### What you will do
Output each record exactly. Leave none out.

[Records from a dataset]
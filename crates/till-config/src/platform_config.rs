use crate::{ConfigError, ConfigErrorResult, DEFAULT_BASE_URL, DEFAULT_TOKEN_REFRESH_MARGIN_SECS};

use serde::Deserialize;

pub const MIN_TOKEN_REFRESH_MARGIN_SECS: u64 = 5;
pub const MAX_TOKEN_REFRESH_MARGIN_SECS: u64 = 600;

/// Connection settings for the managed backend (auth, rest, storage and
/// function endpoints all hang off the same base URL).
#[derive(Debug, Clone, Deserialize)]
#[serde(default)]
pub struct PlatformConfig {
    /// Project base URL, e.g. "https://abc.example.co"
    pub base_url: String,
    /// Public API key sent as the `apikey` header on every request
    pub anon_key: String,
    /// Explicit sign-up redirect target; falls back to base_url when unset
    pub site_url: Option<String>,
    /// Refresh the access token when it is this close to expiry
    pub token_refresh_margin_secs: u64,
}

impl Default for PlatformConfig {
    fn default() -> Self {
        Self {
            base_url: DEFAULT_BASE_URL.to_string(),
            anon_key: String::new(),
            site_url: None,
            token_refresh_margin_secs: DEFAULT_TOKEN_REFRESH_MARGIN_SECS,
        }
    }
}

impl PlatformConfig {
    /// The redirect target for sign-up confirmation links.
    /// Priority: explicit site_url > base_url origin.
    pub fn redirect_target(&self) -> &str {
        self.site_url.as_deref().unwrap_or(&self.base_url)
    }

    /// Issuer expected on every access token minted for this project.
    pub fn expected_issuer(&self) -> String {
        format!("{}/auth/v1", self.base_url.trim_end_matches('/'))
    }

    pub fn validate(&self) -> ConfigErrorResult<()> {
        if self.base_url.is_empty() {
            return Err(ConfigError::platform("platform.base_url must be set"));
        }

        if !self.base_url.starts_with("http://") && !self.base_url.starts_with("https://") {
            return Err(ConfigError::platform(format!(
                "platform.base_url must be an http(s) URL, got {}",
                self.base_url
            )));
        }

        if self.token_refresh_margin_secs < MIN_TOKEN_REFRESH_MARGIN_SECS
            || self.token_refresh_margin_secs > MAX_TOKEN_REFRESH_MARGIN_SECS
        {
            return Err(ConfigError::platform(format!(
                "platform.token_refresh_margin_secs must be {}-{}, got {}",
                MIN_TOKEN_REFRESH_MARGIN_SECS,
                MAX_TOKEN_REFRESH_MARGIN_SECS,
                self.token_refresh_margin_secs
            )));
        }

        Ok(())
    }
}
use crate::{CoreError, Result as CoreErrorResult};

use std::panic::Location;
use std::str::FromStr;

use error_location::ErrorLocation;
use serde::{Deserialize, Serialize};

/// Application-level role carried on the profile row.
#[derive(Debug, Clone, Copy, PartialEq, Eq, Hash, Serialize, Deserialize)]
#[serde(rename_all = "snake_case")]
pub enum Role {
    /// Full access, may impersonate branches
    Admin,
    /// Point-of-sale operations
    Cashier,
    /// Stock and fulfilment operations
    Warehouse,
    /// Default least-privilege role
    Staff,
}

impl Role {
    /// Convert to database string representation
    pub fn as_str(&self) -> &'static str {
        match self {
            Self::Admin => "admin",
            Self::Cashier => "cashier",
            Self::Warehouse => "warehouse",
            Self::Staff => "staff",
        }
    }
}

impl FromStr for Role {
    type Err = CoreError;

    #[track_caller]
    fn from_str(s: &str) -> CoreErrorResult<Self> {
        match s {
            "admin" => Ok(Self::Admin),
            "cashier" => Ok(Self::Cashier),
            "warehouse" => Ok(Self::Warehouse),
            "staff" => Ok(Self::Staff),
            _ => Err(CoreError::InvalidRole {
                value: s.to_string(),
                location: ErrorLocation::from(Location::caller()),
            }),
        }
    }
}

impl std::fmt::Display for Role {
    fn fmt(&self, f: &mut std::fmt::Formatter<'_>) -> std::fmt::Result {
        write!(f, "{}", self.as_str())
    }
}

### Answer section
filename crates/till-config/src/platform_config.rs
use crate::{ConfigError, ConfigErrorResult, DEFAULT_BASE_URL, DEFAULT_TOKEN_REFRESH_MARGIN_SECS};

use serde::Deserialize;

pub const MIN_TOKEN_REFRESH_MARGIN_SECS: u64 = 5;
pub const MAX_TOKEN_REFRESH_MARGIN_SECS: u64 = 600;

/// Connection settings for the managed backend (auth, rest, storage and
/// function endpoints all hang off the same base URL).
#[derive(Debug, Clone, Deserialize)]
#[serde(default)]
pub struct PlatformConfig {
    /// Project base URL, e.g. "https://abc.example.co"
    pub base_url: String,
    /// Public API key sent as the `apikey` header on every request
    pub anon_key: String,
    /// Explicit sign-up redirect target; falls back to base_url when unset
    pub site_url: Option<String>,
    /// Refresh the access token when it is this close to expiry
    pub token_refresh_margin_secs: u64,
}

impl Default for PlatformConfig {
    fn default() -> Self {
        Self {
            base_url: DEFAULT_BASE_URL.to_string(),
            anon_key: String::new(),
            site_url: None,
            token_refresh_margin_secs: DEFAULT_TOKEN_REFRESH_MARGIN_SECS,
        }
    }
}

impl PlatformConfig {
    /// The redirect target for sign-up confirmation links.
    /// Priority: explicit site_url > base_url origin.
    pub fn redirect_target(&self) -> &str {
        self.site_url.as_deref().unwrap_or(&self.base_url)
    }

    /// Issuer expected on every access token minted for this project.
    pub fn expected_issuer(&self) -> String {
        format!("{}/auth/v1", self.base_url.trim_end_matches('/'))
    }

    pub fn validate(&self) -> ConfigErrorResult<()> {
        if self.base_url.is_empty() {
            return Err(ConfigError::platform("platform.base_url must be set"));
        }

        if !self.base_url.starts_with("http://") && !self.base_url.starts_with("https://") {
            return Err(ConfigError::platform(format!(
                "platform.base_url must be an http(s) URL, got {}",
                self.base_url
            )));
        }

        if self.token_refresh_margin_secs < MIN_TOKEN_REFRESH_MARGIN_SECS
            || self.token_refresh_margin_secs > MAX_TOKEN_REFRESH_MARGIN_SECS
        {
            return Err(ConfigError::platform(format!(
                "platform.token_refresh_margin_secs must be {}-{}, got {}",
                MIN_TOKEN_REFRESH_MARGIN_SECS,
                MAX_TOKEN_REFRESH_MARGIN_SECS,
                self.token_refresh_margin_secs
            )));
        }

        Ok(())
    }
}
use crate::{CoreError, Result as CoreErrorResult};

use std::panic::Location;
use std::str::FromStr;

use error_location::ErrorLocation;
use serde::{Deserialize, Serialize};

/// Application-level role carried on the profile row.
#[derive(Debug, Clone, Copy, PartialEq, Eq, Hash, Serialize, Deserialize)]
#[serde(rename_all = "snake_case")]
pub enum Role {
    /// Full access, may impersonate branches
    Admin,
    /// Point-of-sale operations
    Cashier,
    /// Stock and fulfilment operations
    Warehouse,
    /// Default least-privilege role
    Staff,
}

impl Role {
    /// Convert to database string representation
    pub fn as_str(&self) -> &'static str {
        match self {
            Self::Admin => "admin",
            Self::Cashier => "cashier",
            Self::Warehouse => "warehouse",
            Self::Staff => "staff",
        }
    }
}

impl FromStr for Role {
    type Err = CoreError;

    #[track_caller]
    fn from_str(s: &str) -> CoreErrorResult<Self> {
        match s {
            "admin" => Ok(Self::Admin),
            "cashier" => Ok(Self::Cashier),
            "warehouse" => Ok(Self::Warehouse),
            "staff" => Ok(Self::Staff),
            _ => Err(CoreError::InvalidRole {
                value: s.to_string(),
                location: ErrorLocation::from(Location::caller()),
            }),
        }
    }
}

impl std::fmt::Display for Role {
    fn fmt(&self, f: &mut std::fmt::Formatter<'_>) -> std::fmt::Result {
        write!(f, "{}", self.as_str())
    }
}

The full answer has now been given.